One of the disadvantages of having had fewer than one prisoner to look after for the past three months was a certain difficulty in dealing with surprises, and Charklin recognized this as a problem for himself. So he took a long deep breath and looked intently at the growing puddle of water.
It could be a lot worse, he reasoned. This appeared to be more of a plumbing emergency than anything else; it wasn’t as though someone was attempting a prison break—Like they’d have a snowball’s chance in hell of that, Charklin sneered—or choking on their borscht or anything. This was something that shouldn’t be a problem to deal with at all. Just isolate the source of the problem, bring to it the proper tools and expertise and work like the dickens to bring about a proper and economical resolution. Charklin let the air out of his lungs in a long, healthy breath, then set off to find a plunger.
“Widdent ye know it,” said Charklin. “Cell tharty-five One.”
Charklin’s feet were soaked through, and he looked at the rippling torrent of water coming out from under the cell door with real irritation. The prisoner would really be in for it when he was done cleaning this up. He hefted his plunger and was about to unlock the door when he thought better of it and climbed up to look through the peep hole. Yes, there she was. Standing on her bed to keep her feet dry. The more he looked at her, the more he hated her.
But at least she wasn’t hanging from the ceiling, waiting to jump down on him the moment he entered. At least this prisoner knew her place. Charklin searched through the enormous key-chain at his side and finally found the one marked Cell 35-One. He unlocked the door and swung it open.

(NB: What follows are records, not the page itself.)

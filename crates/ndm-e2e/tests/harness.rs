//! Drives the public harness API end to end against scripted fakes.

use std::path::{Path, PathBuf};
use std::sync::{Arc, Mutex};
use std::time::Duration;

use async_trait::async_trait;
use tempfile::TempDir;

use ndm_e2e::manifest::ImageRef;
use ndm_e2e::{
    Budgets, CommandError, CommandRunner, CommandSpec, Connector, ContainerState, ControlPlane,
    ControlPlaneError, Harness, HarnessConfig, MountRemap, PodPhase, PodSnapshot, PostStartOptions,
    RetryPolicy,
};

const BASE_MANIFEST: &str = r"apiVersion: v1
kind: ConfigMap
metadata:
  name: node-disk-manager-config
data:
  node-disk-manager.config: |
    probeconfigs: []
---
apiVersion: apps/v1
kind: DaemonSet
metadata:
  name: node-disk-manager
spec:
  selector:
    matchLabels:
      name: node-disk-manager
  template:
    metadata:
      labels:
        name: node-disk-manager
    spec:
      containers:
      - name: node-disk-manager
        image: openebs/node-disk-manager-amd64:ci
        imagePullPolicy: Always
";

const HOST_LSBLK: &str = r#"{"blockdevices": [
    {"name": "sda", "size": "50G", "type": "disk", "mountpoints": [null],
     "children": [{"name": "sda1", "size": "50G", "type": "part", "mountpoints": ["/"]}]}
]}"#;

const POD_LSBLK: &str = r#"{"blockdevices": [
    {"name": "sda", "size": "50G", "type": "disk", "mountpoints": [null],
     "children": [{"name": "sda1", "size": "50G", "type": "part", "mountpoints": ["/etc/hosts"]}]}
]}"#;

const HOST_DEVICES: &str = "NAME PATH MOUNTPOINT\nsda1 /dev/sda1 /\n";
const POD_DEVICES: &str = "| NAME | PATH      | MOUNTPOINT |\n| sda1 | /dev/sda1 | /etc/hosts |\n";

const HOST_NDM: &str = "/opt/ndm/bin/amd64/ndm";

/// Answers host commands by program name and records every invocation.
#[derive(Default)]
struct ScriptedRunner {
    calls: Mutex<Vec<String>>,
    kubectl_apply_works: bool,
}

impl CommandRunner for ScriptedRunner {
    fn run(&self, spec: &CommandSpec) -> Result<String, CommandError> {
        self.calls.lock().unwrap().push(spec.display());
        let failed = |stderr: &str| CommandError::Failed {
            program: spec.display(),
            status: "exit status: 1".into(),
            stdout: String::new(),
            stderr: stderr.into(),
        };

        match (spec.program.as_str(), spec.args.first().map(String::as_str)) {
            ("minikube", Some("status")) => Ok("host: Running\nkubelet: Running\napiserver: Running\nkubeconfig: Configured\n".into()),
            ("kubectl", Some("apply")) if self.kubectl_apply_works => Ok("daemonset.apps/node-disk-manager created\n".into()),
            ("lsblk", _) => Ok(HOST_LSBLK.into()),
            (HOST_NDM, Some("device")) => Ok(HOST_DEVICES.into()),
            _ => Err(failed("unexpected command")),
        }
    }
}

/// A cluster where the daemon pod is running from the first poll.
#[derive(Default)]
struct RunningCluster {
    api_apply_works: bool,
    applied: Mutex<Vec<String>>,
}

#[async_trait]
impl ControlPlane for RunningCluster {
    async fn find_pod(
        &self,
        namespace: &str,
        prefix: &str,
    ) -> Result<Option<PodSnapshot>, ControlPlaneError> {
        Ok(Some(PodSnapshot {
            name: format!("{prefix}-x7k2p"),
            namespace: namespace.to_string(),
            phase: PodPhase::Running,
            container: Some(ContainerState::Running),
        }))
    }

    async fn apply_manifest(
        &self,
        manifest: &str,
        _default_namespace: &str,
    ) -> Result<(), ControlPlaneError> {
        if !self.api_apply_works {
            return Err(ControlPlaneError::Connect("connection refused".into()));
        }
        self.applied.lock().unwrap().push(manifest.to_string());
        Ok(())
    }

    async fn exec(
        &self,
        _namespace: &str,
        pod: &str,
        command: &[String],
    ) -> Result<String, ControlPlaneError> {
        match command.join(" ").as_str() {
            "lsblk -J" => Ok(POD_LSBLK.into()),
            "ndm device list" => Ok(POD_DEVICES.into()),
            other => Err(ControlPlaneError::Exec {
                pod: pod.to_string(),
                message: format!("unknown command {other}"),
            }),
        }
    }

    async fn logs(&self, _namespace: &str, _pod: &str) -> Result<String, ControlPlaneError> {
        Ok("I0101 00:00:00 controller.go:42] Started controller\n".into())
    }

    async fn namespace_phase(&self, _namespace: &str) -> Result<Option<String>, ControlPlaneError> {
        Ok(Some("Active".into()))
    }
}

struct StaticConnector(Arc<RunningCluster>);

#[async_trait]
impl Connector for StaticConnector {
    async fn connect(
        &self,
        _kubeconfig: Option<&Path>,
    ) -> Result<Arc<dyn ControlPlane>, ControlPlaneError> {
        Ok(self.0.clone())
    }
}

fn harness_config(dir: &TempDir) -> HarnessConfig {
    let manifest = dir.path().join("node-disk-manager.yaml");
    std::fs::write(&manifest, BASE_MANIFEST).unwrap();
    let policy = RetryPolicy::new(2, Duration::ZERO);

    HarnessConfig {
        ndm_dir: dir.path().to_path_buf(),
        manifest,
        test_manifest: dir.path().join("NDM_Test_node-disk-manager.yaml"),
        namespace: "default".into(),
        pod_prefix: "node-disk-manager".into(),
        image: ImageRef {
            name: "openebs/node-disk-manager-amd64".into(),
            tag: "v0.4.1".into(),
        },
        host_ndm: PathBuf::from(HOST_NDM),
        remap: MountRemap::default(),
        kubeconfig: None,
        use_sudo: false,
        post_start: PostStartOptions {
            minikube_fixes_permissions: true,
            ..PostStartOptions::default()
        },
        budgets: Budgets {
            start_attempts: 1,
            status: policy,
            apply: policy,
            ready: policy,
            lookup: policy,
            logs: policy,
        },
    }
}

#[tokio::test]
async fn test_run_against_running_cluster() {
    let dir = TempDir::new().unwrap();
    let cluster = Arc::new(RunningCluster {
        api_apply_works: true,
        ..RunningCluster::default()
    });
    let runner = Arc::new(ScriptedRunner::default());

    let harness = Harness::new(
        harness_config(&dir),
        runner.clone(),
        Arc::new(StaticConnector(cluster.clone())),
    )
    .with_prerequisite_check(false);
    harness.run().await.unwrap();

    let applied = cluster.applied.lock().unwrap();
    assert_eq!(applied.len(), 1);
    assert!(applied[0].contains("kind: ConfigMap"));
    assert!(applied[0].contains("image: openebs/node-disk-manager-amd64:v0.4.1"));
    assert!(applied[0].contains("imagePullPolicy: IfNotPresent"));

    let calls = runner.calls.lock().unwrap();
    assert!(calls.contains(&"lsblk -J".to_string()));
    assert!(calls.contains(&format!("{HOST_NDM} device list")));
    assert!(!calls.iter().any(|c| c.starts_with("kubectl")));
}

#[tokio::test]
async fn test_apply_falls_back_to_kubectl() {
    let dir = TempDir::new().unwrap();
    let config = harness_config(&dir);
    let test_manifest = config.test_manifest.display().to_string();
    let cluster = Arc::new(RunningCluster::default());
    let runner = Arc::new(ScriptedRunner {
        kubectl_apply_works: true,
        ..ScriptedRunner::default()
    });

    let harness = Harness::new(config, runner.clone(), Arc::new(StaticConnector(cluster.clone())))
        .with_prerequisite_check(false);
    harness.run().await.unwrap();

    assert!(cluster.applied.lock().unwrap().is_empty());
    let calls = runner.calls.lock().unwrap();
    assert!(calls.contains(&format!("kubectl apply -f {test_manifest}")));
}

#[tokio::test]
async fn test_apply_exhaustion_exits_with_manifest_code() {
    let dir = TempDir::new().unwrap();
    let cluster = Arc::new(RunningCluster::default());
    let runner = Arc::new(ScriptedRunner::default());

    let err = Harness::new(harness_config(&dir), runner.clone(), Arc::new(StaticConnector(cluster)))
        .with_prerequisite_check(false)
        .run()
        .await
        .unwrap_err();

    assert_eq!(err.exit_code(), 3);
    assert_eq!(err.stage(), "manifest");
    let shell_attempts = runner
        .calls
        .lock()
        .unwrap()
        .iter()
        .filter(|c| c.starts_with("sh -c"))
        .count();
    assert_eq!(shell_attempts, 2);
}

#[test]
fn test_status_reports_every_subsystem() {
    let dir = TempDir::new().unwrap();
    let harness = Harness::new(
        harness_config(&dir),
        Arc::new(ScriptedRunner::default()),
        Arc::new(StaticConnector(Arc::new(RunningCluster::default()))),
    );

    let status = harness.status().unwrap();
    assert!(status.is_running());
    assert_eq!(status.get("kubeconfig"), Some("Configured"));
    assert_eq!(status.len(), 4);
}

The prisoner grabbed him by the scruff of the neck and lifted him off the floor. Charklin gasped. She had moved! The prisoner had moved off the bed! All the way to the door! He had underestimated this
prisoner! Something fierce!
Like an expert martial artist in one of the videos the elfs all watched in the media room when Claus was away on business, the prisoner grabbed the huge key-ring from Charklin’s belt and punched him in the nose. Then, in one fluid motion, she threw him on the bed, stepped out of the cell and locked the door.
Sitting alone in Cell 35-One Charklin rubbed his throbbing nose in disbelief. She hadn’t even left him his plunger.
And the water was still rising.
After what seemed like forever, the door to Neil’s cell swung open and a girl wearing a tattered pair of blue jeans, a dirty blouse and one damp sock stepped in. She was carrying a plunger.
She didn’t look like the sort of person who could have caused such rampant destruction at the site of the Toy Mill, but at the same time Neil had no doubt that this was Emily.
“Come on,” she said. “If you know a way out of here, you’d better speak now.”
Neil followed Emily out of the cell. “This way,” he said, pointing down one of three corridors that presented themselves immediately. I think, he added silently.
The red and white light on the map of the former Soviet Union flashed for a second and then extinguished. The Commander and Mr. Beland looked at one another with slightly raised eyebrows.
“We’ve lost her,” said a technician. “It’s more than just signal interference this time; that baby’s dead.”
Mr. Beland looked at the Commander coolly. “Your people were the ones responsible for the tracer,” he said. “What happened?”
The Commander opened his cigarette case as he spoke. “No idea, old man. The device is reliable; a modified Echo tracer, slaved to your Black Globe system to increase its range and capable of surviving up to twenty minutes of full immersion in water, temperatures of up to two hundred degrees fahrenheit and as low as minus ninety-two degrees fahrenheit. Planted it on the girl’s toe as she slept. Miniaturization, you know.” He lit his cigarette and exhaled a spreading cloud of smoke over the spot on the table where the dot should have been.